As the IRS has explained in the NPRM,[23] the existing primary purpose test stems from the statutory language of the tax code, which specifies that 501(c)(4) organizations shall consist of “[c]ivic leagues or organizations not organized for profit but operated exclusively for the promotion of social welfare . . . and the net earnings of which are devoted exclusively to charitable, educational, or recreational purposes.”[24] The IRS promulgated rules specifying that a 501(c)(4) was considered to be operated exclusively for the promotion of social welfare “if it is primarily engaged in promoting in some way the common good and general welfare of the people of the community.”[25] The rules explicitly state that “[t]he promotion of social welfare does not include direct or indirect participation or intervention in political campaigns on behalf of or in opposition to any candidate for public office.”[26]
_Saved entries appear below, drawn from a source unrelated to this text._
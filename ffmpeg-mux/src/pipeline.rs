use ffmpeg_next::Rational;

use crate::adapter::FrameAdapter;
use crate::bsf::BitstreamFramer;
use crate::encoder::{EncoderBackend, EncoderSession};
use crate::error::{MuxError, Result, Stage};
use crate::muxer::Muxer;
use crate::output::Container;
use crate::pacer::{Candidate, Pacer};
use crate::packet::EncodedPacket;
use crate::source::FrameSource;
use crate::stream::{MediaKind, StreamSpec};
use crate::timestamp::to_seconds;

/// One stream as the control loop drives it.
pub trait PacedStream {
    fn stream_index(&self) -> usize;

    fn kind(&self) -> MediaKind;

    /// Timestamp of the next frame to encode, in [`PacedStream::time_base`].
    fn next_pts(&self) -> i64;

    fn time_base(&self) -> Rational;

    fn is_finished(&self) -> bool;

    /// Moves the stream one step: pull a source frame, adapt, encode and
    /// normalize. Once the source is dry each call drains a little more,
    /// until the encoder is closed.
    fn advance(&mut self) -> Result<Vec<EncodedPacket>>;
}

/// Source, adapter, encoder session and framer of one stream.
pub struct StreamContext<S, A, B>
where
    B: EncoderBackend,
{
    kind: MediaKind,
    source: S,
    adapter: A,
    session: EncoderSession<B>,
    framer: Option<BitstreamFramer>,
    source_done: bool,
    finished: bool,
}

impl<S, A, B> StreamContext<S, A, B>
where
    S: FrameSource,
    A: FrameAdapter<Input = S::Frame, Output = B::Frame>,
    B: EncoderBackend,
{
    /// `session` must already be open.
    pub fn new(
        kind: MediaKind,
        source: S,
        adapter: A,
        session: EncoderSession<B>,
        framer: Option<BitstreamFramer>,
    ) -> Self {
        Self {
            kind,
            source,
            adapter,
            session,
            framer,
            source_done: false,
            finished: false,
        }
    }

    fn adapt_error(&self, err: anyhow::Error) -> MuxError {
        MuxError::encoding(self.session.stream_index(), Stage::Adapt, format!("{:#}", err))
    }

    fn encode(&mut self, frame: Option<&B::Frame>) -> Result<Vec<EncodedPacket>> {
        let packets = self.session.submit(frame)?;
        self.normalize(packets)
    }

    fn normalize(&mut self, packets: Vec<EncodedPacket>) -> Result<Vec<EncodedPacket>> {
        let Some(framer) = self.framer.as_mut() else {
            return Ok(packets);
        };
        let index = self.session.stream_index();
        packets
            .into_iter()
            .map(|packet| framer.apply(packet).map_err(|e| MuxError::framing(index, e)))
            .collect()
    }
}

impl<S, A, B> PacedStream for StreamContext<S, A, B>
where
    S: FrameSource,
    A: FrameAdapter<Input = S::Frame, Output = B::Frame>,
    B: EncoderBackend,
{
    fn stream_index(&self) -> usize {
        self.session.stream_index()
    }

    fn kind(&self) -> MediaKind {
        self.kind
    }

    fn next_pts(&self) -> i64 {
        self.adapter.next_pts()
    }

    fn time_base(&self) -> Rational {
        self.session.time_base()
    }

    fn is_finished(&self) -> bool {
        self.finished
    }

    fn advance(&mut self) -> Result<Vec<EncodedPacket>> {
        if self.finished {
            return Ok(Vec::new());
        }

        let ready = self.adapter.pending().map_err(|e| self.adapt_error(e))?;
        if let Some(frame) = ready {
            return self.encode(Some(&frame));
        }

        if !self.source_done {
            let next = self
                .source
                .next_frame()
                .map_err(|e| self.adapt_error(e.context("frame source")))?;
            match next {
                Some(raw) => {
                    let frame = self.adapter.normalize(raw).map_err(|e| self.adapt_error(e))?;
                    return match frame {
                        Some(frame) => self.encode(Some(&frame)),
                        None => Ok(Vec::new()),
                    };
                }
                None => {
                    self.source_done = true;
                    log::debug!("stream {} source exhausted", self.stream_index());
                }
            }
        }

        let tail = self.adapter.flush().map_err(|e| self.adapt_error(e))?;
        match tail {
            Some(frame) => self.encode(Some(&frame)),
            None => {
                let packets = self.encode(None)?;
                self.finished = true;
                Ok(packets)
            }
        }
    }
}

#[derive(Debug, Clone, Copy, PartialEq)]
pub struct StreamSummary {
    pub index: usize,
    pub kind: MediaKind,
    pub packets: u64,
    pub bytes: u64,
    /// Largest pts + duration, in `time_base`.
    pub end: i64,
    pub time_base: Rational,
}

impl StreamSummary {
    pub fn duration_secs(&self) -> f64 {
        to_seconds(self.end, self.time_base)
    }
}

#[derive(Debug, Clone, PartialEq)]
pub struct RunSummary {
    pub streams: Vec<StreamSummary>,
}

impl RunSummary {
    pub fn packets(&self) -> u64 {
        self.streams.iter().map(|s| s.packets).sum()
    }

    pub fn bytes(&self) -> u64 {
        self.streams.iter().map(|s| s.bytes).sum()
    }
}

/// Single-threaded control loop: the pacer picks a stream, the stream
/// advances, and its packets go straight to the muxer.
pub struct Pipeline<C: Container> {
    muxer: Muxer<C>,
    pacer: Pacer,
    lanes: Vec<Box<dyn PacedStream>>,
}

impl<C: Container> Pipeline<C> {
    pub fn new(container: C, pacer: Pacer) -> Self {
        Self {
            muxer: Muxer::new(container),
            pacer,
            lanes: Vec::new(),
        }
    }

    /// Index the next stream will be assigned. Build the stream's session
    /// with it before calling [`Pipeline::add_stream`].
    pub fn next_stream_index(&self) -> usize {
        self.muxer.next_stream_index()
    }

    pub fn add_stream<L: PacedStream + 'static>(&mut self, spec: StreamSpec, lane: L) -> Result<usize> {
        if lane.stream_index() != self.muxer.next_stream_index() {
            return Err(MuxError::configuration(format!(
                "stream built for index {}, next index is {}",
                lane.stream_index(),
                self.muxer.next_stream_index()
            )));
        }
        if lane.kind() != spec.kind() {
            return Err(MuxError::configuration(format!(
                "{} stream declared with a {} encoder",
                spec.kind(),
                lane.kind()
            )));
        }
        let index = self.muxer.add_stream(spec)?;
        self.lanes.push(Box::new(lane));
        Ok(index)
    }

    pub fn muxer(&self) -> &Muxer<C> {
        &self.muxer
    }

    pub fn run(&mut self) -> Result<RunSummary> {
        self.muxer.start()?;
        loop {
            let candidates: Vec<Candidate> = self
                .lanes
                .iter()
                .enumerate()
                .filter(|(_, lane)| !lane.is_finished())
                .map(|(index, lane)| Candidate {
                    index,
                    kind: lane.kind(),
                    next_pts: lane.next_pts(),
                    time_base: lane.time_base(),
                })
                .collect();
            let Some(index) = self.pacer.select(&candidates) else {
                break;
            };
            for packet in self.lanes[index].advance()? {
                self.muxer.write_unit(packet)?;
            }
        }
        self.muxer.finish()?;

        let streams = self
            .muxer
            .streams()
            .iter()
            .enumerate()
            .map(|(index, stats)| StreamSummary {
                index,
                kind: stats.kind,
                packets: stats.packets,
                bytes: stats.bytes,
                end: stats.end,
                time_base: stats.time_base,
            })
            .collect();
        Ok(RunSummary { streams })
    }
}

#[cfg(test)]
#[path = "pipeline_test.rs"]
mod pipeline_test;
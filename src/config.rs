use std::path::Path;

use anyhow::Context;
use ffmpeg_mux::config::MuxConfig;

/// Reads a JSON job description. Missing fields keep their defaults; no path
/// runs the default job.
pub fn load(path: Option<&Path>) -> anyhow::Result<MuxConfig> {
    let Some(path) = path else {
        log::info!("no config given, using defaults");
        return Ok(MuxConfig::default());
    };
    let text = std::fs::read_to_string(path)
        .with_context(|| format!("reading config {}", path.display()))?;
    let config: MuxConfig = serde_json::from_str(&text)
        .with_context(|| format!("parsing config {}", path.display()))?;
    log::info!("loaded config from {}", path.display());
    Ok(config)
}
These rules have remained the same since they were first promulgated in 1959,[27] and consequently predate both Citizens United[28] and even the Supreme Court’s seminal campaign finance case, Buckley v. Valeo.[29] In short, the regulations were finalized in an era that had not even begun to conceive of the campaign finance environment we have today.

It has been claimed that the existing primary purpose test allows nonprofits to maintain their (c)(4) status so long as their political spending does not reach 50% of their budget.[30] However, this threshold has never been officially confirmed by the IRS.

Regardless, it is clear that the current legal environment allows (c)(4)s to spend significant amounts of money on political activity without endangering their nonprofit status. Nonprofits claiming 501(c)(4) status collectively reported spending $92 million in the 2010 federal elections[31] and $256 million in the 2012 federal elections.[32] Significant amounts were likely spent in state elections during this period as well.[33]

Substantial political spending was undertaken by specific 501(c)(4)s on both the right and left in 2012. On the right, Crossroads GPS and Americans for Prosperity spent $71 million and $36 million, respectively. On the left, the League of Conservation Voters spent $11 million while Patriot Majority USA spent $7 million.[34] Beyond this, many 501(c)(4)s supported a single candidate — both Republicans and Democrats — with over $100,000 in political spending.[35] Hence, new regulations would affect organizations of all political stripes, not just those of a particular ideology.

  1. The IRS Should Use a Hybrid Approach to Ensure Insubstantial Political Activity

The IRS should replace the primary purpose test with an insubstantial amount test that sets clear limits on political activity. We recommend a hybrid approach. Namely, once a (c)(4) organization exceeds either a dollar-amount threshold of spending or spends a certain percentage of its budget, such as 15%, on political activity, it should be required to choose between establishing a 527 for any political spending over the limit or losing tax-exempt status.

The hybrid approach recognizes that spending over a specified dollar amount may be sufficient to influence the outcome of an election or be perceived that way. On the other hand, an organization that spends a large percentage of its budget on political activity is hardly primarily devoted to “social welfare,”[36] regardless of the dollar amount.[37]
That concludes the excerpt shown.